START The data

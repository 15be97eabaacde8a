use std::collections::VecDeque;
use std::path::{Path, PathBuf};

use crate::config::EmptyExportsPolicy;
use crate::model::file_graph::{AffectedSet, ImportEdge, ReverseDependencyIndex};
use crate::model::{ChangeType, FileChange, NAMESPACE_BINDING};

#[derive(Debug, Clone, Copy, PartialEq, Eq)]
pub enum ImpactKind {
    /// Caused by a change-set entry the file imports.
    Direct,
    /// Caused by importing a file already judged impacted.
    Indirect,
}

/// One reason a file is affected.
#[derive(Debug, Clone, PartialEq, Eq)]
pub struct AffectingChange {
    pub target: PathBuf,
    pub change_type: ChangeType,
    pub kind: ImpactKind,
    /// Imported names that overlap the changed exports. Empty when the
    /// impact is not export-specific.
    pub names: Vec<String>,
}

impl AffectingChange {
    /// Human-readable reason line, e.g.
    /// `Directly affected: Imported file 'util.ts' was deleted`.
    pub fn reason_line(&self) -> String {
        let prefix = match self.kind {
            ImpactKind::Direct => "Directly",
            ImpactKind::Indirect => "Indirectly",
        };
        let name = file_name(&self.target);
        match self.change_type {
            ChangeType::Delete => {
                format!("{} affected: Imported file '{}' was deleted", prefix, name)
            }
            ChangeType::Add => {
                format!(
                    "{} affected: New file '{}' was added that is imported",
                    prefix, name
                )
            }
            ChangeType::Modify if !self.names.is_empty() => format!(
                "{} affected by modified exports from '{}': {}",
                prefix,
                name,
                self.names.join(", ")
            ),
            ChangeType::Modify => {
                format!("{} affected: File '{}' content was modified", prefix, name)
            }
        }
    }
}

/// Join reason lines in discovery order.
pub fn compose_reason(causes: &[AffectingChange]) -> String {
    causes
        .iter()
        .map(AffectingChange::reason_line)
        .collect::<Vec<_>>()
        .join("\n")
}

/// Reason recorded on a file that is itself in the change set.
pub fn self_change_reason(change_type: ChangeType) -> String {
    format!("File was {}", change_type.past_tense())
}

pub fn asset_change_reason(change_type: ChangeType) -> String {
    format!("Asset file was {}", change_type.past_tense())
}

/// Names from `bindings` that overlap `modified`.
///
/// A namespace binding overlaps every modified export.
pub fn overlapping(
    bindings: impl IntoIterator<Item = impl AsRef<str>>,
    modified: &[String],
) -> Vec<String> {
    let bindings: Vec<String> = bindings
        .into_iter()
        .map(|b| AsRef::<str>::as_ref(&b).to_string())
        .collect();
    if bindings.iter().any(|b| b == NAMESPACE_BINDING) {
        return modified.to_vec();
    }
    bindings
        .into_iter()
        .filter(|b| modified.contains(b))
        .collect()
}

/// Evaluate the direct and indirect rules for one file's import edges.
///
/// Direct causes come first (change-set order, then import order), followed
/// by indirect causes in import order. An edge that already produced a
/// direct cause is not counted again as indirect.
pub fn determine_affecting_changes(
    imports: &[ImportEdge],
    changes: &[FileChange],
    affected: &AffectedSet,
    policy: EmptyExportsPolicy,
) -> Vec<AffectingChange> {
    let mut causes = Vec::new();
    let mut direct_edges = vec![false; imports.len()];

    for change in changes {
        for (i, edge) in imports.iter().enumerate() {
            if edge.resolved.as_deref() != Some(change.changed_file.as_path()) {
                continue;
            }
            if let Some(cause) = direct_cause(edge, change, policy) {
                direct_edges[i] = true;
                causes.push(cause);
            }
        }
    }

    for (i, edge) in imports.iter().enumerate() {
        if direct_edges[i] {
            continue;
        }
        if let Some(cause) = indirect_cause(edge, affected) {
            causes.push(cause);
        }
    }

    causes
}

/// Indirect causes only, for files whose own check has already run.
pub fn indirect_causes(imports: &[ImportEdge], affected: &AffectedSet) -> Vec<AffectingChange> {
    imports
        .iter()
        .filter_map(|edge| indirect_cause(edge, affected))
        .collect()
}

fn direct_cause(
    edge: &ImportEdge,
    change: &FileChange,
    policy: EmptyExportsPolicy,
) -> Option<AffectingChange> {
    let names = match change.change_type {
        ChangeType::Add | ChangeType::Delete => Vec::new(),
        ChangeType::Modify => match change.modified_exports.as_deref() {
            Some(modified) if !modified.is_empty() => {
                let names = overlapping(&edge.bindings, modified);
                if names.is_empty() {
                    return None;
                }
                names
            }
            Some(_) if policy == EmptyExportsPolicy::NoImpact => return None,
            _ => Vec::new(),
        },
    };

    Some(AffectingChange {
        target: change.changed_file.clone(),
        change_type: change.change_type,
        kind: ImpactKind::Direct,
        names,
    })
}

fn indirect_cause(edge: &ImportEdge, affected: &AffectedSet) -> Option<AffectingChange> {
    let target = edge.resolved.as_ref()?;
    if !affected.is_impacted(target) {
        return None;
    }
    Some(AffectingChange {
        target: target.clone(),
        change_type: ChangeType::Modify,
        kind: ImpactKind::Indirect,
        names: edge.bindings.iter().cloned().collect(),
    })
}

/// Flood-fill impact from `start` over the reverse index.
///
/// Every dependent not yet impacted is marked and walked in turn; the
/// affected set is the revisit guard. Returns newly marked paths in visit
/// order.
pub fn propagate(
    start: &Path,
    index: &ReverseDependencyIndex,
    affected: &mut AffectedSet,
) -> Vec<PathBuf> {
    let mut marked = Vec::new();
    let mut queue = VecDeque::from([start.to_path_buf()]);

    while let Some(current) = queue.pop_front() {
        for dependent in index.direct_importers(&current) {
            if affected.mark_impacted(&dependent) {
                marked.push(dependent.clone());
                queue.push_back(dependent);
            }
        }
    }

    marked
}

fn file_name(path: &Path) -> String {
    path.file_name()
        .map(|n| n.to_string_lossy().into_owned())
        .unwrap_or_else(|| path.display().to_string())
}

END The data

### Your goal:
From the records above, state how many lines contain the word "AsRef", and leave out everything else.

### Your response:
2